* **What the task asks**
Would you work out how many of the lines below hold "roles" and reply with nothing but the number?

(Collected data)
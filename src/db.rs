use std::{fs, path::Path};

use chrono::{Duration, Local, NaiveTime};
use sqlx::SqlitePool;

use crate::{
    auth::{hash_password, new_id},
    config::{AppConfig, SeedAccount},
    error::AppError,
    models::{
        format_timestamp, ActivityRow, AppointmentKind, ContactCategory, ContactStatus, Role,
        StageKind, DATE_FORMAT,
    },
    store::{Collection, Direction, Predicate, Query, Store, Value},
};

pub async fn run_migrations(pool: &SqlitePool) -> Result<(), sqlx::migrate::MigrateError> {
    sqlx::migrate!("./migrations").run(pool).await
}

pub fn ensure_sqlite_dir(db_url: &str) -> std::io::Result<()> {
    let path = if let Some(path) = db_url.strip_prefix("sqlite://") {
        Some(path)
    } else if let Some(path) = db_url.strip_prefix("sqlite:") {
        Some(path)
    } else {
        None
    };

    let Some(path) = path else {
        return Ok(());
    };

    let path = path.split('?').next().unwrap_or(path);
    if path == ":memory:" || path.is_empty() {
        return Ok(());
    }

    let path = path.strip_prefix("file:").unwrap_or(path);
    let db_path = Path::new(path);
    if let Some(parent) = db_path.parent() {
        fs::create_dir_all(parent)?;
    }
    Ok(())
}

pub async fn seed_defaults(store: &Store, config: &AppConfig) -> Result<(), AppError> {
    seed_account(store, &config.admin, Role::Admin).await?;
    if config.seed_demo {
        seed_demo(store).await?;
    }
    Ok(())
}

/// Informational activity feed. Failures are logged and otherwise ignored.
pub async fn log_activity(store: &Store, kind: &str, message: &str, user_id: Option<&str>) {
    let result = store
        .insert(
            Collection::Activities,
            &[
                ("id", new_id().into()),
                ("kind", kind.into()),
                ("message", message.into()),
                ("created_at", now_timestamp().into()),
                ("user_id", user_id.into()),
            ],
        )
        .await;
    if let Err(err) = result {
        log::warn!("Activity log write failed: {err}");
    }
}

pub async fn recent_activities(store: &Store, limit: i64) -> Vec<ActivityRow> {
    let query = Query::new(Collection::Activities)
        .order_by("created_at", Direction::Desc)
        .limit(limit);
    store.query(&query).await.unwrap_or_else(|err| {
        log::warn!("Activity feed unavailable: {err}");
        Vec::new()
    })
}

pub fn now_timestamp() -> String {
    format_timestamp(Local::now().naive_local())
}

async fn seed_account(store: &Store, account: &SeedAccount, role: Role) -> Result<(), AppError> {
    let query = Query::new(Collection::Profiles)
        .filter(Predicate::Eq("role", role.as_str().into()));
    if store.count(&query).await? > 0 {
        return Ok(());
    }

    if account.uses_default_password() {
        log::warn!(
            "Password for seeded {} '{}' not set. Using the default; change it in production.",
            role,
            account.username
        );
    }

    let password_hash = hash_password(&account.password).map_err(|err| {
        log::error!("Hashing the seeded {role} password failed: {err}");
        AppError::PasswordHash
    })?;

    store
        .insert(
            Collection::Profiles,
            &[
                ("id", new_id().into()),
                ("username", account.username.clone().into()),
                ("first_name", account.first_name.clone().into()),
                ("last_name", account.last_name.clone().into()),
                ("email", account.email.clone().into()),
                ("phone", "".into()),
                ("role", role.as_str().into()),
                ("password_hash", password_hash.into()),
                ("active", Value::Int(1)),
                ("created_at", now_timestamp().into()),
            ],
        )
        .await?;
    log::info!("Seeded {} account '{}'", role, account.username);
    Ok(())
}

async fn seed_demo(store: &Store) -> Result<(), AppError> {
    seed_account(store, &SeedAccount::demo_operator(), Role::Operator).await?;
    seed_account(store, &SeedAccount::demo_vendor(), Role::Vendor).await?;

    let contacts = store.count(&Query::new(Collection::Contacts)).await?;
    if contacts > 0 {
        return Ok(());
    }

    let vendor_id = store
        .query::<crate::models::ProfileRow>(
            &Query::new(Collection::Profiles)
                .filter(Predicate::Eq("role", Role::Vendor.as_str().into()))
                .limit(1),
        )
        .await?
        .into_iter()
        .next()
        .map(|row| row.id);

    let demo_contacts = [
        (
            "Mario Rossi",
            ContactCategory::Private,
            "mario.rossi@example.com",
            "333 1234567",
            "Bologna",
        ),
        (
            "Edilnord Srl",
            ContactCategory::Company,
            "info@edilnord.example",
            "051 998877",
            "Modena",
        ),
        (
            "Ferramenta Bianchi",
            ContactCategory::Supplier,
            "ordini@bianchi.example",
            "059 223344",
            "Carpi",
        ),
        (
            "Studio Tecnico Verdi",
            ContactCategory::Partner,
            "studio@verdi.example",
            "051 445566",
            "Bologna",
        ),
    ];
    for (name, category, email, phone, city) in demo_contacts {
        store
            .insert(
                Collection::Contacts,
                &[
                    ("id", new_id().into()),
                    ("name", name.into()),
                    ("category", category.as_str().into()),
                    ("email", email.into()),
                    ("phone", phone.into()),
                    ("city", city.into()),
                    ("status", ContactStatus::Active.as_str().into()),
                    ("created_at", now_timestamp().into()),
                ],
            )
            .await?;
    }

    let today = Local::now().date_naive();
    let demo_appointments = [
        (
            "Sopralluogo cucina",
            "Mario Rossi",
            AppointmentKind::SiteVisit,
            9,
            "Via Emilia 12, Bologna",
        ),
        (
            "Posa serramenti",
            "Edilnord Srl",
            AppointmentKind::Installation,
            14,
            "Cantiere Modena Est",
        ),
    ];
    for (title, client, kind, hour, location) in demo_appointments {
        let time = NaiveTime::from_hms_opt(hour, 0, 0).unwrap_or(NaiveTime::MIN);
        let starts_at = today.and_time(time);
        let ends_at = starts_at + Duration::hours(2);
        store
            .insert(
                Collection::Appointments,
                &[
                    ("id", new_id().into()),
                    ("title", title.into()),
                    ("client_name", client.into()),
                    ("kind", kind.as_str().into()),
                    ("starts_at", format_timestamp(starts_at).into()),
                    ("ends_at", format_timestamp(ends_at).into()),
                    ("location", location.into()),
                    ("notes", Value::Null),
                    ("vendor_id", vendor_id.clone().into()),
                    ("created_at", now_timestamp().into()),
                ],
            )
            .await?;
    }

    store
        .insert(
            Collection::Projects,
            &[
                ("id", new_id().into()),
                ("title", "Ristrutturazione bagno".into()),
                ("client_name", "Mario Rossi".into()),
                ("amount", Value::Real(8500.0)),
                ("stage", StageKind::Quote.as_str().into()),
                ("deadline", (today + Duration::days(14)).format(DATE_FORMAT).to_string().into()),
                ("invoiced", Value::Int(0)),
                ("created_at", now_timestamp().into()),
            ],
        )
        .await?;

    log::info!("Seeded demo data");
    Ok(())
}


#[cfg(test)]
mod tests {
    use super::*;
    use crate::{config::AppConfig, error::StoreError, models::ProfileRow};

    #[test]
    fn ensure_sqlite_dir_creates_parent_directories() {
        let dir = tempfile::tempdir().unwrap();
        let db_path = dir.path().join("nested").join("crm.db");
        let url = format!("sqlite://{}?mode=rwc", db_path.display());
        ensure_sqlite_dir(&url).unwrap();
        assert!(dir.path().join("nested").is_dir());

        ensure_sqlite_dir("sqlite::memory:").unwrap();
        ensure_sqlite_dir("postgres://localhost/crm").unwrap();
    }

    #[actix_web::test]
    async fn seeding_is_idempotent() {
        let store = Store::new(testing::memory_pool().await);
        let config = AppConfig::from_lookup(|key| match key {
            "SEED_DEMO" => Some("true".to_string()),
            _ => None,
        });

        seed_defaults(&store, &config).await.unwrap();
        seed_defaults(&store, &config).await.unwrap();

        let profiles: Vec<ProfileRow> = store
            .query(&Query::new(Collection::Profiles))
            .await
            .unwrap();
        let mut roles: Vec<_> = profiles.iter().map(|row| row.role.as_str()).collect();
        roles.sort_unstable();
        assert_eq!(roles, ["admin", "operatore", "venditore"]);
        assert_eq!(store.count(&Query::new(Collection::Contacts)).await.unwrap(), 4);
        assert_eq!(store.count(&Query::new(Collection::Appointments)).await.unwrap(), 2);
    }

    #[actix_web::test]
    async fn seeding_failures_keep_the_store_error() {
        let pool = testing::memory_pool().await;
        sqlx::query("DROP TABLE profiles").execute(&pool).await.unwrap();
        let store = Store::new(pool);

        let err = seed_defaults(&store, &AppConfig::from_lookup(|_| None))
            .await
            .unwrap_err();
        assert!(
            matches!(err, AppError::Store(StoreError::Database(_))),
            "unexpected error: {err}"
        );
    }

    #[actix_web::test]
    async fn activity_feed_is_newest_first() {
        let store = Store::new(testing::memory_pool().await);
        for (id, at) in [("a1", "2025-01-01T08:00:00"), ("a2", "2025-01-02T08:00:00")] {
            store
                .insert(
                    Collection::Activities,
                    &[
                        ("id", id.into()),
                        ("kind", "test".into()),
                        ("message", id.into()),
                        ("created_at", at.into()),
                        ("user_id", Value::Null),
                    ],
                )
                .await
                .unwrap();
        }
        let feed = recent_activities(&store, 1).await;
        assert_eq!(feed.len(), 1);
        assert_eq!(feed[0].message, "a2");
    }
}
use actix_web::{http::header, HttpResponse};
use askama::Template;

use crate::{
    auth::Session,
    notice::Notice,
    scope::{nav_links, Area, NavLink},
};

pub fn render<T: Template>(template: T) -> HttpResponse {
    match template.render() {
        Ok(body) => HttpResponse::Ok()
            .content_type("text/html; charset=utf-8")
            .body(body),
        Err(err) => {
            log::error!("Template render error: {err}");
            HttpResponse::InternalServerError().finish()
        }
    }
}

pub fn see_other(location: &str) -> HttpResponse {
    HttpResponse::SeeOther()
        .append_header((header::LOCATION, location))
        .finish()
}

/// Page chrome shared by every signed-in page.
#[derive(Clone, Debug)]
pub struct Layout {
    pub title: String,
    pub display_name: String,
    pub role_label: String,
    pub nav: Vec<NavLink>,
    pub notices: Vec<Notice>,
}

impl Layout {
    pub fn new(session: &Session, area: Area, title: &str) -> Self {
        Self {
            title: title.to_string(),
            display_name: session.display_name.clone(),
            role_label: session.role.label().to_string(),
            nav: nav_links(session.role, area),
            notices: Vec::new(),
        }
    }

    pub fn with_notices(mut self, notices: impl IntoIterator<Item = Notice>) -> Self {
        self.notices.extend(notices);
        self
    }
}

#[derive(Clone, Debug)]
pub struct SelectOption {
    pub value: String,
    pub label: String,
    pub selected: bool,
}

impl SelectOption {
    pub fn new(value: &str, label: &str, selected: bool) -> Self {
        Self {
            value: value.to_string(),
            label: label.to_string(),
            selected,
        }
    }
}
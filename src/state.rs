use std::sync::Arc;

use serde::Serialize;
use tokio::sync::broadcast;

use crate::{
    config::AppConfig,
    generation::GenerationMap,
    models::{format_timestamp, Appointment, Role},
    schedule::{Board, BoardKey},
    store::Store,
};

#[derive(Clone)]
pub struct AppState {
    pub store: Store,
    pub config: Arc<AppConfig>,
    pub events: broadcast::Sender<ServerEvent>,
    pub sessions: broadcast::Sender<SessionEvent>,
    pub boards: Arc<GenerationMap<BoardKey, Board>>,
}

impl AppState {
    pub fn new(store: Store, config: AppConfig) -> Self {
        let (events, _) = broadcast::channel(100);
        let (sessions, _) = broadcast::channel(32);
        Self {
            store,
            config: Arc::new(config),
            events,
            sessions,
            boards: Arc::new(GenerationMap::default()),
        }
    }

    /// Subscribes to sign-in / sign-out notifications.
    pub fn on_session_change(&self) -> broadcast::Receiver<SessionEvent> {
        self.sessions.subscribe()
    }

    pub fn publish_session(&self, event: SessionEvent) {
        // No receivers is fine.
        let _ = self.sessions.send(event);
    }

    pub fn publish(&self, event: ServerEvent) {
        let _ = self.events.send(event);
    }
}

#[derive(Clone, Debug, PartialEq, Eq)]
pub enum SessionEvent {
    SignedIn { user_id: String, role: Role },
    SignedOut { user_id: String },
}

#[derive(Clone, Debug, Serialize)]
pub struct ServerEvent {
    pub kind: String,
    pub appointment_id: String,
    pub title: String,
    pub client_name: String,
    pub appointment_kind: String,
    pub starts_at: String,
    pub vendor_id: Option<String>,
    pub completed: bool,
}

impl ServerEvent {
    pub fn from_appointment(kind: &str, appointment: &Appointment) -> Self {
        Self {
            kind: kind.to_string(),
            appointment_id: appointment.id.clone(),
            title: appointment.title.clone(),
            client_name: appointment.client_name.clone(),
            appointment_kind: appointment.kind.as_str().to_string(),
            starts_at: format_timestamp(appointment.starts_at),
            vendor_id: appointment.vendor_id.clone(),
            completed: appointment.completed_at.is_some(),
        }
    }
}

#[cfg(test)]
mod tests {
    use super::*;
    use crate::db::testing::memory_pool;

    #[actix_web::test]
    async fn session_changes_reach_subscribers_in_order() {
        let state = AppState::new(
            Store::new(memory_pool().await),
            AppConfig::from_lookup(|_| None),
        );
        let mut rx = state.on_session_change();
        state.publish_session(SessionEvent::SignedIn {
            user_id: "u1".into(),
            role: Role::Operator,
        });
        state.publish_session(SessionEvent::SignedOut { user_id: "u1".into() });

        assert_eq!(
            rx.recv().await.unwrap(),
            SessionEvent::SignedIn {
                user_id: "u1".into(),
                role: Role::Operator
            }
        );
        assert_eq!(
            rx.recv().await.unwrap(),
            SessionEvent::SignedOut { user_id: "u1".into() }
        );
    }
}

* **Task response**
3